[The input]:
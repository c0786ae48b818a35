//! Key/value metadata kept in the `_meta` table.
//!
//! Each promotion records when the table was loaded and how many rows it
//! holds, under `loaded_at:<table>` and `row_count:<table>`. The
//! coordinator reads these back at startup to recover which table is
//! active.

use chrono::{DateTime, Utc};
use duckdb::Connection;

use crate::DbError;

fn loaded_at_key(table: &str) -> String {
    format!("loaded_at:{table}")
}

fn row_count_key(table: &str) -> String {
    format!("row_count:{table}")
}

/// Gets a metadata value from the `_meta` table.
///
/// # Errors
///
/// Returns [`DbError`] if the query fails.
pub fn get_meta(conn: &Connection, key: &str) -> Result<Option<String>, DbError> {
    let mut stmt = conn.prepare("SELECT value FROM _meta WHERE key = ?")?;
    let result = stmt.query_row([key], |row| row.get(0));
    match result {
        Ok(v) => Ok(Some(v)),
        Err(duckdb::Error::QueryReturnedNoRows) => Ok(None),
        Err(e) => Err(DbError::DuckDb(e)),
    }
}

/// Sets a metadata value in the `_meta` table.
///
/// # Errors
///
/// Returns [`DbError`] if the upsert fails.
pub fn set_meta(conn: &Connection, key: &str, value: &str) -> Result<(), DbError> {
    conn.execute(
        "INSERT INTO _meta (key, value) VALUES (?, ?)
         ON CONFLICT (key) DO UPDATE SET value = EXCLUDED.value",
        duckdb::params![key, value],
    )?;
    Ok(())
}

/// Reads the promotion timestamp of `table`.
///
/// # Errors
///
/// Returns [`DbError::InvalidMeta`] if the stored value is not RFC 3339.
pub fn get_loaded_at(conn: &Connection, table: &str) -> Result<Option<DateTime<Utc>>, DbError> {
    let key = loaded_at_key(table);
    get_meta(conn, &key)?
        .map(|value| {
            DateTime::parse_from_rfc3339(&value)
                .map(|dt| dt.with_timezone(&Utc))
                .map_err(|_| DbError::InvalidMeta { key, value })
        })
        .transpose()
}

/// Reads the row count recorded at the last promotion of `table`.
///
/// # Errors
///
/// Returns [`DbError::InvalidMeta`] if the stored value is not a number.
pub fn get_row_count(conn: &Connection, table: &str) -> Result<Option<u64>, DbError> {
    let key = row_count_key(table);
    get_meta(conn, &key)?
        .map(|value| {
            value
                .parse::<u64>()
                .map_err(|_| DbError::InvalidMeta { key, value })
        })
        .transpose()
}

/// Records a promotion of `table`. Both keys are written in one
/// transaction.
///
/// # Errors
///
/// Returns [`DbError`] if either write fails; neither is then kept.
pub fn set_loaded_at(
    conn: &mut Connection,
    table: &str,
    loaded_at: DateTime<Utc>,
    rows: u64,
) -> Result<(), DbError> {
    let tx = conn.transaction()?;
    set_meta(&tx, &loaded_at_key(table), &loaded_at.to_rfc3339())?;
    set_meta(&tx, &row_count_key(table), &rows.to_string())?;
    tx.commit()?;
    Ok(())
}
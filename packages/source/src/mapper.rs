//! Maps raw CSV rows to [`CrimeRecord`]s.
//!
//! Mapping never fails. A row with the wrong number of columns becomes the
//! zero-valued record (one error logged); unparseable dates become the
//! sentinel timestamp (one error logged per field); unparseable optional
//! numbers become `None`.

use chrono::{DateTime, Utc};
use crime_updater_crime_models::{Column, CrimeRecord, EXPECTED_COLUMN_COUNT, sentinel_timestamp};
use log::{Level, Log};

use crate::parsing::{self, Numeric};
use crate::sink::emit;

const TARGET: &str = module_path!();

/// Converts one raw row into a [`CrimeRecord`], reporting problems to
/// `sink`.
///
/// Required string columns are copied verbatim.
#[must_use]
pub fn map_row<S: AsRef<str>>(row: &[S], sink: &dyn Log) -> CrimeRecord {
    if row.len() != EXPECTED_COLUMN_COUNT {
        emit(
            sink,
            Level::Error,
            TARGET,
            format_args!(
                "bad data format - expected {EXPECTED_COLUMN_COUNT} columns, row length={}",
                row.len()
            ),
        );
        return CrimeRecord::default();
    }

    let cell = |column: Column| row[column.index()].as_ref();

    CrimeRecord {
        address: cell(Column::Address).to_owned(),
        case_number: cell(Column::CaseNumber).to_owned(),
        crime_against: cell(Column::CrimeAgainst).to_owned(),
        neighborhood: cell(Column::Neighborhood).to_owned(),
        occur_date_time: date_time_or_sentinel(
            cell(Column::OccurDate),
            cell(Column::OccurTime),
            sink,
        ),
        offense_category: cell(Column::OffenseCategory).to_owned(),
        offense_type: cell(Column::OffenseType).to_owned(),
        open_data_lat: optional_f64(Column::OpenDataLat, cell(Column::OpenDataLat), sink),
        open_data_lon: optional_f64(Column::OpenDataLon, cell(Column::OpenDataLon), sink),
        open_data_x: optional_f64(Column::OpenDataX, cell(Column::OpenDataX), sink),
        open_data_y: optional_f64(Column::OpenDataY, cell(Column::OpenDataY), sink),
        report_date: date_or_sentinel(cell(Column::ReportDate), sink),
        offense_count: optional_i32(Column::OffenseCount, cell(Column::OffenseCount), sink),
    }
}

fn date_or_sentinel(date: &str, sink: &dyn Log) -> DateTime<Utc> {
    parsing::parse_date(date).unwrap_or_else(|e| {
        emit(
            sink,
            Level::Error,
            TARGET,
            format_args!("failed to parse date; using 1900-01-01 date={date:?} error={e}"),
        );
        sentinel_timestamp()
    })
}

fn date_time_or_sentinel(date: &str, time: &str, sink: &dyn Log) -> DateTime<Utc> {
    parsing::parse_date_time(date, time).unwrap_or_else(|e| {
        emit(
            sink,
            Level::Error,
            TARGET,
            format_args!(
                "failed to parse date and time; using 1900-01-01 00:00 date={date:?} time={time:?} error={e}"
            ),
        );
        sentinel_timestamp()
    })
}

fn optional_f64(column: Column, raw: &str, sink: &dyn Log) -> Option<f64> {
    let parsed = parsing::parse_f64(raw);
    if parsed == Numeric::Invalid {
        log_invalid_number(column, raw, sink);
    }
    parsed.into_option()
}

fn optional_i32(column: Column, raw: &str, sink: &dyn Log) -> Option<i32> {
    let parsed = parsing::parse_i32(raw);
    if parsed == Numeric::Invalid {
        log_invalid_number(column, raw, sink);
    }
    parsed.into_option()
}

fn log_invalid_number(column: Column, raw: &str, sink: &dyn Log) {
    emit(
        sink,
        Level::Debug,
        TARGET,
        format_args!("treating non-numeric {column} as absent value={raw:?}"),
    );
}

#[cfg(test)]
mod tests {
    use super::*;
    use crate::sink::MemoryLog;

    fn example_row() -> Vec<&'static str> {
        vec![
            "123 Main St",
            "24-000001",
            "Person",
            "Downtown",
            "01/05/2024",
            "1430",
            "Assault",
            "Simple Assault",
            "45.5",
            "-122.6",
            "",
            "",
            "01/06/2024",
            "1",
        ]
    }

    #[test]
    fn maps_example_row() {
        let sink = MemoryLog::new();
        let record = map_row(&example_row(), sink.as_ref());

        assert_eq!(record.address, "123 Main St");
        assert_eq!(record.case_number, "24-000001");
        assert_eq!(record.crime_against, "Person");
        assert_eq!(record.neighborhood, "Downtown");
        assert_eq!(record.offense_category, "Assault");
        assert_eq!(record.offense_type, "Simple Assault");
        assert_eq!(record.occur_date_time.to_rfc3339(), "2024-01-05T14:30:00+00:00");
        assert_eq!(record.report_date.to_rfc3339(), "2024-01-06T00:00:00+00:00");
        assert_eq!(record.open_data_lat, Some(45.5));
        assert_eq!(record.open_data_lon, Some(-122.6));
        assert_eq!(record.open_data_x, None);
        assert_eq!(record.open_data_y, None);
        assert_eq!(record.offense_count, Some(1));
        assert!(sink.entries().is_empty());
    }

    #[test]
    fn required_strings_are_verbatim() {
        let sink = MemoryLog::new();
        let mut row = example_row();
        row[0] = "  4200 BLOCK OF SE  DIVISION ";
        row[3] = "";
        let record = map_row(&row, sink.as_ref());

        assert_eq!(record.address, "  4200 BLOCK OF SE  DIVISION ");
        assert_eq!(record.neighborhood, "");
        assert!(sink.at_level(Level::Error).is_empty());
    }

    #[test]
    fn wrong_column_count_yields_zero_record_and_one_error() {
        for len in [0, 1, 13, 15, 20] {
            let sink = MemoryLog::new();
            let row = vec!["x"; len];
            let record = map_row(&row, sink.as_ref());

            assert!(record.is_zero(), "len {len} should map to zero record");
            let errors = sink.at_level(Level::Error);
            assert_eq!(errors.len(), 1, "len {len}");
            assert!(errors[0].message.contains(&format!("row length={len}")));
        }
    }

    #[test]
    fn malformed_dates_use_sentinel() {
        let sink = MemoryLog::new();
        let mut row = example_row();
        row[4] = "2024-01-05";
        row[5] = "2:30 PM";
        row[12] = "";
        let record = map_row(&row, sink.as_ref());

        assert_eq!(record.occur_date_time, sentinel_timestamp());
        assert_eq!(record.report_date, sentinel_timestamp());
        assert!(!record.is_zero());

        let errors = sink.at_level(Level::Error);
        assert_eq!(errors.len(), 2);
        assert!(errors[0].message.contains("\"2:30 PM\""));
    }

    #[test]
    fn bad_time_alone_uses_sentinel() {
        let sink = MemoryLog::new();
        let mut row = example_row();
        row[5] = "9999";
        let record = map_row(&row, sink.as_ref());

        assert_eq!(record.occur_date_time, sentinel_timestamp());
        assert_eq!(record.report_date.to_rfc3339(), "2024-01-06T00:00:00+00:00");
    }

    #[test]
    fn loosely_formatted_dates_use_sentinel() {
        let cases = [
            ("1/5/2024", "1430"),
            ("01/05/24", "1430"),
            ("01/05/2024", " 1430"),
        ];
        for (date, time) in cases {
            let sink = MemoryLog::new();
            let mut row = example_row();
            row[4] = date;
            row[5] = time;
            row[12] = date;
            let record = map_row(&row, sink.as_ref());

            assert_eq!(record.occur_date_time, sentinel_timestamp(), "{date:?} {time:?}");
            let errors = sink.at_level(Level::Error);
            if date == "01/05/2024" {
                assert_eq!(record.report_date.to_rfc3339(), "2024-01-05T00:00:00+00:00");
                assert_eq!(errors.len(), 1);
                assert!(errors[0].message.contains("\" 1430\""));
            } else {
                assert_eq!(record.report_date, sentinel_timestamp(), "{date:?}");
                assert_eq!(errors.len(), 2);
                assert!(errors[1].message.contains(&format!("{date:?}")));
            }
        }
    }

    #[test]
    fn non_numeric_optionals_are_absent_not_zero() {
        let sink = MemoryLog::new();
        let mut row = example_row();
        row[8] = "n/a";
        row[9] = "";
        row[10] = "7654321.5";
        row[11] = "inf";
        row[13] = "one";
        let record = map_row(&row, sink.as_ref());

        assert_eq!(record.open_data_lat, None);
        assert_eq!(record.open_data_lon, None);
        assert_eq!(record.open_data_x, Some(7_654_321.5));
        assert_eq!(record.open_data_y, None);
        assert_eq!(record.offense_count, None);
        assert!(sink.at_level(Level::Error).is_empty());
        assert_eq!(sink.at_level(Level::Debug).len(), 3);
    }
}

[Activity]:
Copy out only the lines of the records above from the one with "for (date, time)" through the one with "assert_eq!(record.open_data_x, Some(7_654_321.5));", exactly as they stand, both included.

[Written answer]:
        for (date, time) in cases {
            let sink = MemoryLog::new();
            let mut row = example_row();
            row[4] = date;
            row[5] = time;
            row[12] = date;
            let record = map_row(&row, sink.as_ref());

            assert_eq!(record.occur_date_time, sentinel_timestamp(), "{date:?} {time:?}");
            let errors = sink.at_level(Level::Error);
            if date == "01/05/2024" {
                assert_eq!(record.report_date.to_rfc3339(), "2024-01-05T00:00:00+00:00");
                assert_eq!(errors.len(), 1);
                assert!(errors[0].message.contains("\" 1430\""));
            } else {
                assert_eq!(record.report_date, sentinel_timestamp(), "{date:?}");
                assert_eq!(errors.len(), 2);
                assert!(errors[1].message.contains(&format!("{date:?}")));
            }
        }
    }

    #[test]
    fn non_numeric_optionals_are_absent_not_zero() {
        let sink = MemoryLog::new();
        let mut row = example_row();
        row[8] = "n/a";
        row[9] = "";
        row[10] = "7654321.5";
        row[11] = "inf";
        row[13] = "one";
        let record = map_row(&row, sink.as_ref());

        assert_eq!(record.open_data_lat, None);
        assert_eq!(record.open_data_lon, None);
        assert_eq!(record.open_data_x, Some(7_654_321.5));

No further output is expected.